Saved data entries
#####

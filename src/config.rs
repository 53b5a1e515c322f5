//! Run configuration loaded from TOML.
//!
//! ```toml
//! capacity = 65536
//! spawn_per_step = 512
//! steps = 600
//! tree = "scene.sdf"
//!
//! [params]
//! delta_time = 0.016
//!
//! [params.emitter]
//! position = [0.0, 1.0, 0.0]
//! spread = 0.3
//!
//! [params.physics]
//! gravity = [0.0, -9.81, 0.0]
//! bounce = 0.6
//! ```
//!
//! Every key is optional; missing keys take their defaults.

use std::path::{Path, PathBuf};

use serde::{Deserialize, Serialize};

use crate::error::ConfigError;
use crate::uniforms::SimParams;

#[derive(Clone, Debug, PartialEq, Serialize, Deserialize)]
#[serde(default)]
pub struct SimulationConfig {
    /// Number of particle slots.
    pub capacity: u32,
    /// Particles requested before every step.
    pub spawn_per_step: u32,
    /// Steps the headless runner executes.
    pub steps: u32,
    /// Optional serialized spatial index.
    pub tree: Option<PathBuf>,
    pub params: SimParams,
}

impl Default for SimulationConfig {
    fn default() -> Self {
        Self {
            capacity: 10_000,
            spawn_per_step: 100,
            steps: 600,
            tree: None,
            params: SimParams::default(),
        }
    }
}

impl SimulationConfig {
    /// Parse and validate a TOML document.
    pub fn from_toml_str(source: &str) -> Result<Self, ConfigError> {
        let config: Self = toml::from_str(source)?;
        config.validate()?;
        Ok(config)
    }

    /// Read, parse and validate a TOML file.
    pub fn load(path: impl AsRef<Path>) -> Result<Self, ConfigError> {
        let source = std::fs::read_to_string(path.as_ref())?;
        let config = Self::from_toml_str(&source)?;
        log::info!("Loaded config from {}", path.as_ref().display());
        Ok(config)
    }

    pub fn validate(&self) -> Result<(), ConfigError> {
        if self.capacity == 0 {
            return Err(ConfigError::Invalid {
                name: "capacity",
                reason: "must be at least 1",
            });
        }
        self.params.validate()
    }
}
//! Step timing for the host loop.
//!
//! The stages themselves never read a clock; the host decides each step's
//! `delta_time` and seed and hands them over in [`SimParams`]. [`StepClock`]
//! is that host-side bookkeeping.
//!
//! # Example
//!
//! ```ignore
//! let mut clock = StepClock::new().with_fixed_delta(Some(1.0 / 60.0));
//! loop {
//!     let params = clock.advance(base_params);
//!     backend.step(spawn, &params)?;
//! }
//! ```

use std::time::{Duration, Instant};

use crate::shader_utils::hash;
use crate::uniforms::SimParams;

/// Wall-clock or fixed-step time source.
#[derive(Debug)]
pub struct StepClock {
    start: Instant,
    last_step: Instant,
    delta_secs: f32,
    step_count: u64,
    /// Steps per second, refreshed every `rate_interval`.
    rate: f32,
    rate_step_count: u64,
    rate_update_time: Instant,
    rate_interval: Duration,
    /// Fixed delta time for deterministic runs.
    fixed_delta: Option<f32>,
    /// Upper bound on wall-clock deltas, so a stall does not launch every
    /// particle through the floor in one step.
    max_delta: f32,
}

impl StepClock {
    pub fn new() -> Self {
        let now = Instant::now();
        Self {
            start: now,
            last_step: now,
            delta_secs: 0.0,
            step_count: 0,
            rate: 0.0,
            rate_step_count: 0,
            rate_update_time: now,
            rate_interval: Duration::from_millis(500),
            fixed_delta: None,
            max_delta: 0.1,
        }
    }

    /// Use a constant delta instead of measured time. `None` restores
    /// wall-clock timing.
    pub fn with_fixed_delta(mut self, delta: Option<f32>) -> Self {
        self.fixed_delta = delta;
        self
    }

    pub fn with_max_delta(mut self, max_delta: f32) -> Self {
        self.max_delta = max_delta.max(0.0);
        self
    }

    /// Start the next step. Returns `base` with this step's delta time and
    /// seed filled in.
    pub fn advance(&mut self, base: SimParams) -> SimParams {
        let now = Instant::now();

        let measured = now.duration_since(self.last_step).as_secs_f32();
        self.delta_secs = self
            .fixed_delta
            .unwrap_or_else(|| measured.min(self.max_delta));
        self.last_step = now;
        self.step_count += 1;

        let since = now.duration_since(self.rate_update_time);
        if since >= self.rate_interval {
            let steps = self.step_count - self.rate_step_count;
            self.rate = steps as f32 / since.as_secs_f32();
            self.rate_step_count = self.step_count;
            self.rate_update_time = now;
        }

        base.with_delta_time(self.delta_secs)
            .with_seed(self.step_seed(base.seed))
    }

    /// Seed for the current step: the configured seed mixed with the step
    /// number, so respawned slots draw fresh values every step.
    pub fn step_seed(&self, base_seed: u32) -> u32 {
        hash(base_seed ^ hash(self.step_count as u32))
    }

    /// Delta time of the last step.
    #[inline]
    pub fn delta(&self) -> f32 {
        self.delta_secs
    }

    /// Steps taken so far.
    #[inline]
    pub fn step(&self) -> u64 {
        self.step_count
    }

    /// Measured steps per second.
    #[inline]
    pub fn rate(&self) -> f32 {
        self.rate
    }

    /// Wall-clock time since the clock was created.
    #[inline]
    pub fn elapsed(&self) -> Duration {
        self.start.elapsed()
    }
}

impl Default for StepClock {
    fn default() -> Self {
        Self::new()
    }
}

#[cfg(test)]
mod tests {
    use super::*;
    use std::thread;

    #[test]
    fn test_clock_new() {
        let clock = StepClock::new();
        assert_eq!(clock.step(), 0);
        assert_eq!(clock.delta(), 0.0);
    }

    #[test]
    fn test_wall_clock_delta() {
        let mut clock = StepClock::new();
        thread::sleep(Duration::from_millis(10));
        let params = clock.advance(SimParams::default());

        assert!(params.delta_time > 0.0);
        assert!(params.delta_time <= 0.1);
        assert_eq!(clock.step(), 1);
    }

    #[test]
    fn test_wall_clock_delta_is_capped() {
        let mut clock = StepClock::new().with_max_delta(0.005);
        thread::sleep(Duration::from_millis(20));
        let params = clock.advance(SimParams::default());
        assert_eq!(params.delta_time, 0.005);
    }

    #[test]
    fn test_fixed_delta() {
        let mut clock = StepClock::new().with_fixed_delta(Some(1.0 / 60.0));
        thread::sleep(Duration::from_millis(50));
        let params = clock.advance(SimParams::default());

        // Should use fixed delta regardless of actual time
        assert!((params.delta_time - 1.0 / 60.0).abs() < 0.0001);
    }

    #[test]
    fn test_seed_changes_every_step() {
        let mut clock = StepClock::new().with_fixed_delta(Some(0.01));
        let base = SimParams::default().with_seed(3);
        let a = clock.advance(base);
        let b = clock.advance(base);
        assert_ne!(a.seed, b.seed);

        // Same step number, same seed
        let mut again = StepClock::new().with_fixed_delta(Some(0.01));
        assert_eq!(again.advance(base).seed, a.seed);
    }
}
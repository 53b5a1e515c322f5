//! Headless runner: load a scene, run the step loop, report counts.

use std::path::PathBuf;
use std::process::ExitCode;

use clap::Parser;
use sdf_particles::prelude::*;

#[derive(Debug, Parser)]
#[command(name = "sdf-particles", version, about = "Run the SDF particle simulation headless")]
struct Cli {
    /// TOML run configuration
    #[arg(short, long)]
    config: Option<PathBuf>,

    /// Serialized spatial index (overrides the config file)
    #[arg(short, long)]
    tree: Option<PathBuf>,

    /// Number of steps to run
    #[arg(long)]
    steps: Option<u32>,

    /// Particles requested before every step
    #[arg(long)]
    spawn: Option<u32>,

    /// Number of particle slots
    #[arg(long)]
    capacity: Option<u32>,

    /// Run on the GPU instead of the CPU
    #[arg(long)]
    gpu: bool,

    /// Fixed step length in seconds (defaults to the configured delta_time)
    #[arg(long, conflicts_with = "wall_clock")]
    fixed_dt: Option<f32>,

    /// Use measured wall-clock time between steps
    #[arg(long)]
    wall_clock: bool,

    /// Print the positions of live particles after the last step
    #[arg(long)]
    dump: bool,

    /// Increase logging verbosity (-v debug, -vv trace)
    #[arg(short, long, action = clap::ArgAction::Count)]
    verbose: u8,
}

fn main() -> ExitCode {
    let cli = Cli::parse();

    let mut logger =
        env_logger::Builder::from_env(env_logger::Env::default().default_filter_or("info"));
    match cli.verbose {
        0 => {}
        1 => {
            logger.filter_level(log::LevelFilter::Debug);
        }
        _ => {
            logger.filter_level(log::LevelFilter::Trace);
        }
    }
    logger.init();

    match run(cli) {
        Ok(()) => ExitCode::SUCCESS,
        Err(e) => {
            log::error!("{e}");
            ExitCode::FAILURE
        }
    }
}

fn run(cli: Cli) -> sdf_particles::Result<()> {
    let mut config = match &cli.config {
        Some(path) => SimulationConfig::load(path)?,
        None => SimulationConfig::default(),
    };
    if let Some(tree) = cli.tree {
        config.tree = Some(tree);
    }
    if let Some(steps) = cli.steps {
        config.steps = steps;
    }
    if let Some(spawn) = cli.spawn {
        config.spawn_per_step = spawn;
    }
    if let Some(capacity) = cli.capacity {
        config.capacity = capacity;
    }
    if let Some(dt) = cli.fixed_dt {
        config.params.delta_time = dt;
    }
    config.validate()?;

    let tree = match &config.tree {
        Some(path) => SdfTree::load(path)?,
        None => {
            log::info!("No spatial index given, running without collision");
            SdfTree::empty()
        }
    };

    let mut backend: Box<dyn Backend> = if cli.gpu {
        Box::new(GpuSimulation::new_blocking(config.capacity, tree)?)
    } else {
        Box::new(CpuSimulation::new(config.capacity, tree)?)
    };
    backend.initialize(&config.params)?;

    let fixed_delta = (!cli.wall_clock).then_some(config.params.delta_time);
    let mut clock = StepClock::new().with_fixed_delta(fixed_delta);
    let mut totals = StepStats::default();

    for _ in 0..config.steps {
        let params = clock.advance(config.params);
        let stats = backend.step(config.spawn_per_step, &params)?;
        totals.requested += stats.requested;
        totals.emitted += stats.emitted;
        totals.expired += stats.expired;
    }

    let particles = backend.particles()?;
    let active: Vec<&Particle> = particles.iter().filter(|p| p.is_active()).collect();
    log::info!(
        "Ran {} steps in {:.2?} ({:.0} steps/s): {} requested, {} emitted, {} expired, {} live",
        clock.step(),
        clock.elapsed(),
        clock.rate(),
        totals.requested,
        totals.emitted,
        totals.expired,
        active.len()
    );

    if cli.dump {
        for p in active {
            println!("{} {} {}", p.position.x, p.position.y, p.position.z);
        }
    }
    Ok(())
}
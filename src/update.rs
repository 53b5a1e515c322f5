//! The update stage: expiry, integration and collision response.
//!
//! Runs once per slot per step. Each slot ends the step in one of three
//! states, reported as a [`SlotOutcome`]:
//!
//! - **Idle**: the slot was inactive and is left untouched.
//! - **Expired**: remaining life ran out this step. The slot is deactivated,
//!   its position zeroed, and its index must go back to the free collection.
//!   No integration happens on the expiring step.
//! - **Simulated**: forward Euler, then collision against the spatial index
//!   (only when the tree has geometry).
//!
//! Collision has two cases. Inside the volume, a particle close enough to
//! its leaf's surface sample is reflected off the leaf normal with damping.
//! Outside the volume, only a floor plane below the root box is enforced.

use glam::Vec3;

use crate::particle::Particle;
use crate::spatial::{Located, SdfTree};
use crate::uniforms::SimParams;

/// Height above the floor a sinking particle is placed at.
pub const FLOOR_EPSILON: f32 = 0.01;

/// `dot(velocity, normal)` at or below this means the particle is already
/// leaving the surface, so it is not reflected.
pub const DEPARTING_DOT: f32 = -0.25;

/// Velocity scale applied on floor contact.
pub const FLOOR_RESTITUTION: f32 = 0.5;

/// What happened to one slot during an update.
#[derive(Copy, Clone, Debug, PartialEq, Eq)]
pub enum SlotOutcome {
    Idle,
    Simulated,
    Expired,
}

/// Advance one slot by `params.delta_time`.
///
/// On [`SlotOutcome::Expired`] the caller owns returning the index to the
/// free collection.
pub fn update_particle(p: &mut Particle, tree: &SdfTree, params: &SimParams) -> SlotOutcome {
    if !p.is_active() {
        return SlotOutcome::Idle;
    }

    let dt = params.delta_time;
    if p.life_time - dt <= 0.0 {
        p.set_active(false);
        p.position = Vec3::ZERO;
        return SlotOutcome::Expired;
    }

    p.life_time -= dt;
    p.velocity += p.acceleration * dt;
    p.position += p.velocity * dt;

    if tree.has_geometry() {
        match tree.locate(p.position) {
            Located::Outside => clamp_to_floor(p, tree),
            located => match located.leaf(tree) {
                Some(leaf) => collide(p, tree, leaf, params),
                None => log::trace!("no leaf at {:?}, skipping collision", p.position),
            },
        }
    }

    SlotOutcome::Simulated
}

/// Damped reflection off the surface sample stored in `leaf`.
fn collide(p: &mut Particle, tree: &SdfTree, leaf: u32, params: &SimParams) {
    let Some(node) = tree.node(leaf) else {
        return;
    };
    let physics = &params.physics;
    let radius_sq = physics.radius * physics.radius;

    let dist_sq = p.position.distance_squared(node.point) + radius_sq;
    if dist_sq > physics.collision_threshold + radius_sq {
        return;
    }

    let Some(normal) = node.surface_normal() else {
        return;
    };
    let along = p.velocity.dot(normal);
    if along > DEPARTING_DOT {
        p.velocity -= 2.0 * along * normal * physics.bounce;
    }
}

/// Keep particles that left the volume from falling forever.
fn clamp_to_floor(p: &mut Particle, tree: &SdfTree) {
    let Some(floor) = tree.floor_height() else {
        return;
    };
    if p.position.y < floor {
        p.position.y = floor + FLOOR_EPSILON;
        p.velocity = -p.velocity * FLOOR_RESTITUTION;
    }
}

/// WGSL version of [`update_particle`].
///
/// Returns the updated record; the kernel pushes `index` to the free list
/// when it comes back inactive from an active input.
pub fn update_wgsl() -> String {
    format!(
        r#"
const FLOOR_EPSILON: f32 = {FLOOR_EPSILON:?};
const DEPARTING_DOT: f32 = {DEPARTING_DOT:?};
const FLOOR_RESTITUTION: f32 = {FLOOR_RESTITUTION:?};

fn collide(slot: Particle, leaf: u32) -> Particle {{
    var p = slot;
    let node = nodes[leaf];
    let radius_sq = params.radius * params.radius;

    let offset = p.position - node.point;
    let dist_sq = dot(offset, offset) + radius_sq;
    if dist_sq > params.collision_threshold + radius_sq {{
        return p;
    }}

    let center = (node.bounds_min + node.bounds_max) * 0.5;
    let normal = safe_normalize(node.point - center);
    if all(normal == vec3<f32>(0.0)) {{
        return p;
    }}
    let along = dot(p.velocity, normal);
    if along > DEPARTING_DOT {{
        p.velocity -= 2.0 * along * normal * params.bounce;
    }}
    return p;
}}

fn clamp_to_floor(slot: Particle) -> Particle {{
    var p = slot;
    let floor_y = 0.0 - (nodes[0].bounds_max.y - nodes[0].bounds_min.y) * 0.5;
    if p.position.y < floor_y {{
        p.position.y = floor_y + FLOOR_EPSILON;
        p.velocity = -p.velocity * FLOOR_RESTITUTION;
    }}
    return p;
}}

fn update_particle(slot: Particle) -> Particle {{
    var p = slot;
    if p.alive == 0u {{
        return p;
    }}

    let dt = params.delta_time;
    if p.life_time - dt <= 0.0 {{
        p.alive = 0u;
        p.position = vec3<f32>(0.0);
        return p;
    }}

    p.life_time -= dt;
    p.velocity += p.acceleration * dt;
    p.position += p.velocity * dt;

    if params.octree_size > 1u {{
        let located = locate(p.position);
        if located == OUTSIDE {{
            p = clamp_to_floor(p);
        }} else if is_leaf(u32(located)) {{
            p = collide(p, u32(located));
        }}
    }}
    return p;
}}
"#
    )
}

#####

● **ASSIGNED TASK**
Lines holding the word "when" in the records above: how many are there? Answer with the number only.

● **REPLY TO THE TASK**
2